# Exercise:
Would you please copy every line from the records that contains the word "const"?

──────────────────────────────

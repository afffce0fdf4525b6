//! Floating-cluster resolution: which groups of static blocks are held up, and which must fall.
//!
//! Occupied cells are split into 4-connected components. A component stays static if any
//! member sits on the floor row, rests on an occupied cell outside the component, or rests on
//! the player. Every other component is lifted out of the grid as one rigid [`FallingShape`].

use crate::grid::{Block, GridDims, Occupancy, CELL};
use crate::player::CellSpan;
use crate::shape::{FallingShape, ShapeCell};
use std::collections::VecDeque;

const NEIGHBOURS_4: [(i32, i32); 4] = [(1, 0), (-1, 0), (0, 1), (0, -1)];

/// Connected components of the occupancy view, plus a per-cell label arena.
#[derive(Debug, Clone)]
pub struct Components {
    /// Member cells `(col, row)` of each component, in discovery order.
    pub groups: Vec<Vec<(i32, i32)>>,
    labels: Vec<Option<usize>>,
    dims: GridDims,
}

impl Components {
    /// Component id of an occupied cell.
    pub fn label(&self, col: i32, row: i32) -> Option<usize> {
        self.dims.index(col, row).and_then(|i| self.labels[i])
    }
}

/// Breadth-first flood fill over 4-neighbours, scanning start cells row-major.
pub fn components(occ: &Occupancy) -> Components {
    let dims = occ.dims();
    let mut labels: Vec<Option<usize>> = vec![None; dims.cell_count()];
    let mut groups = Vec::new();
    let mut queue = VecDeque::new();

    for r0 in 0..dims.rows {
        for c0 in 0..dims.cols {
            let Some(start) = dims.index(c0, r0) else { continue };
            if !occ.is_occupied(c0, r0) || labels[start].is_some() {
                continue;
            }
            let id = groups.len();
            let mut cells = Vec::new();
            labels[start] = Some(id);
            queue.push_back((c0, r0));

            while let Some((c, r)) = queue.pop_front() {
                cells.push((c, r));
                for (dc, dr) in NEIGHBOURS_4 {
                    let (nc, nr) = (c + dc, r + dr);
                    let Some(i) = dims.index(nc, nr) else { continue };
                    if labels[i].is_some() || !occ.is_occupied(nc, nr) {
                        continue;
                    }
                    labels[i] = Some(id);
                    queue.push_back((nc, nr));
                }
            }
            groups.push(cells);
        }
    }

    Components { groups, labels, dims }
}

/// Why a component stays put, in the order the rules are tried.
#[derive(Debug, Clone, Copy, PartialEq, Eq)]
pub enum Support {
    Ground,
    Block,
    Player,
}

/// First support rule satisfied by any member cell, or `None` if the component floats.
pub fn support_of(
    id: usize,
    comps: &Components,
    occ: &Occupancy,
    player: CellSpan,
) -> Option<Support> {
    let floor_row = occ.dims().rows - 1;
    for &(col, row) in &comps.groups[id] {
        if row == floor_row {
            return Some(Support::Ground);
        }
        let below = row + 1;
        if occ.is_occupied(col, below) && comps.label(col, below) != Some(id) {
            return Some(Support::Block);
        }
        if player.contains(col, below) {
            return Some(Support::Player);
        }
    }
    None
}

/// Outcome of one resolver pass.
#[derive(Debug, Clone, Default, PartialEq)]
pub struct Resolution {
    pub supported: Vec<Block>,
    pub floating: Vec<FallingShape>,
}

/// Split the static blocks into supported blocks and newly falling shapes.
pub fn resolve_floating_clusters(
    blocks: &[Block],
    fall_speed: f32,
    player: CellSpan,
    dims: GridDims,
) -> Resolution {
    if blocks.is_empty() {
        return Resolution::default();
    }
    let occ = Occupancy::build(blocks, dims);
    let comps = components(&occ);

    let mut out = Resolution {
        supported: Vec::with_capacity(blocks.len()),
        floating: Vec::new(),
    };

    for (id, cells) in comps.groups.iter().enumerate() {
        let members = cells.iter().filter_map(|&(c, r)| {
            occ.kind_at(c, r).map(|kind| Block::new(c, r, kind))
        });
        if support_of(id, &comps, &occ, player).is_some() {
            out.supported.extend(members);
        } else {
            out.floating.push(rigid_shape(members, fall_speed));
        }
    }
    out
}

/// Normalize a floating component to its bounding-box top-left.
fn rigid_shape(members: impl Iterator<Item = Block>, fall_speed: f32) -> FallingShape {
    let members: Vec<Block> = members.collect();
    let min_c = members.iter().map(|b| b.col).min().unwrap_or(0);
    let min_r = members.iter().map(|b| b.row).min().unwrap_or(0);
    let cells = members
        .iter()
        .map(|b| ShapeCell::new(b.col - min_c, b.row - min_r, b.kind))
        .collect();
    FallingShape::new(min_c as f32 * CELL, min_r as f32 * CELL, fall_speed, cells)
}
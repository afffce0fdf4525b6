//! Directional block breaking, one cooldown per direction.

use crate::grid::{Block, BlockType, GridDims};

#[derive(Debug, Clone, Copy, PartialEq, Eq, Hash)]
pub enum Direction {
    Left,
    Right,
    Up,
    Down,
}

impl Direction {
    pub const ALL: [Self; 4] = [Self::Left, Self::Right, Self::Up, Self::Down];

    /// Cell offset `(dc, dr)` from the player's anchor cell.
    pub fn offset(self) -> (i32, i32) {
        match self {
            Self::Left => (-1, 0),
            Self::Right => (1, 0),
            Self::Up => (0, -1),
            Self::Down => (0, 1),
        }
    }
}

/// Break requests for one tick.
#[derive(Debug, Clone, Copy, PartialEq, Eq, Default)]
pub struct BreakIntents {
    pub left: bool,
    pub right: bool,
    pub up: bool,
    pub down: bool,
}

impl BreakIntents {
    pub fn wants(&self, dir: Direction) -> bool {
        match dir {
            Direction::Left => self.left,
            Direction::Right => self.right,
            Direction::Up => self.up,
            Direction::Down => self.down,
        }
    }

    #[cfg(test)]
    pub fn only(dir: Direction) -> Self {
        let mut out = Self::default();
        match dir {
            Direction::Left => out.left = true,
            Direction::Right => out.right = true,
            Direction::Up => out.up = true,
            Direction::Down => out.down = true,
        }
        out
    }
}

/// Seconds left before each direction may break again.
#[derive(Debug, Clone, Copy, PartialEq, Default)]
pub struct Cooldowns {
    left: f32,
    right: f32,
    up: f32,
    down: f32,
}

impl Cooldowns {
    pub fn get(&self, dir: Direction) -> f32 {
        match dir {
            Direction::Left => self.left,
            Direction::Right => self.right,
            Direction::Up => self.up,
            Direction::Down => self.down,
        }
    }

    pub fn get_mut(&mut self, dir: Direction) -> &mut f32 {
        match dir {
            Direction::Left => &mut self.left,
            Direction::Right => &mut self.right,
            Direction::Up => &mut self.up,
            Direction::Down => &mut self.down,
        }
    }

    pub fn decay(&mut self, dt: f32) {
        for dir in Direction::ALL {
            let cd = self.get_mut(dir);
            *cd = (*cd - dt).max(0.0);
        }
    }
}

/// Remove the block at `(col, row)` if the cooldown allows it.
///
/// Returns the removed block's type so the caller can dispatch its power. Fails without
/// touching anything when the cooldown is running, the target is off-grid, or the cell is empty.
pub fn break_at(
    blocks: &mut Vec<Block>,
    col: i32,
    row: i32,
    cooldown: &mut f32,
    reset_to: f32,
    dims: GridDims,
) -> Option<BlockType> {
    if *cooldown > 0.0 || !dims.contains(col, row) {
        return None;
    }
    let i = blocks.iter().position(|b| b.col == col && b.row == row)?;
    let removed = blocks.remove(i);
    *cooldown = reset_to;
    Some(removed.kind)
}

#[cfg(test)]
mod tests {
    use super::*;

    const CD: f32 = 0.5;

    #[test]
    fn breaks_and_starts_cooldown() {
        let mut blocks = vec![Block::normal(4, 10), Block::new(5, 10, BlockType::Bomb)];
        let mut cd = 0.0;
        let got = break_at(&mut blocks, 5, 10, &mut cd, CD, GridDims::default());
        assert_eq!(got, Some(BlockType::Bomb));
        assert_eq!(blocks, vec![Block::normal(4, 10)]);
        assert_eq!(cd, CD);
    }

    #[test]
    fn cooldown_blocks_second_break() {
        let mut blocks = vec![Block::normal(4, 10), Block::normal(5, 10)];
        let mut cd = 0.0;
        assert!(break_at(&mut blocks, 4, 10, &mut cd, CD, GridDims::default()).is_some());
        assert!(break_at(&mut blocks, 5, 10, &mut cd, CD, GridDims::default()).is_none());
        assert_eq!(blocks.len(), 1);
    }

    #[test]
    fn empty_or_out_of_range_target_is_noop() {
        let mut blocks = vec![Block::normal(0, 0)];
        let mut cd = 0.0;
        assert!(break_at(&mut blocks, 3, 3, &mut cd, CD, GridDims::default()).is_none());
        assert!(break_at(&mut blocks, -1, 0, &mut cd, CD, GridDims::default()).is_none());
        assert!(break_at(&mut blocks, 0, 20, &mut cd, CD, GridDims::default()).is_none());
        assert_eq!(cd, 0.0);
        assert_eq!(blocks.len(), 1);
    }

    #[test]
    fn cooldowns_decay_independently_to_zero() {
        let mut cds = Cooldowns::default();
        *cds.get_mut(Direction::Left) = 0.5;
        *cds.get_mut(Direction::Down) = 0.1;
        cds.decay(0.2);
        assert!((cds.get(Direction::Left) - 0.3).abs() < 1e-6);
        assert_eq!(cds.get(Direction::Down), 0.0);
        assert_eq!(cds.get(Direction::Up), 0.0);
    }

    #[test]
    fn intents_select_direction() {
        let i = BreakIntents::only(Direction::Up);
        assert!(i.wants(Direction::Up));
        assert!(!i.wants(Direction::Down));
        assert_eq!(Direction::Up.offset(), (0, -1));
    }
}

──────────────────────────────

# Task solution:
const NEIGHBOURS_4: [(i32, i32); 4] = [(1, 0), (-1, 0), (0, 1), (0, -1)];
    pub const ALL: [Self; 4] = [Self::Left, Self::Right, Self::Up, Self::Down];
    const CD: f32 = 0.5;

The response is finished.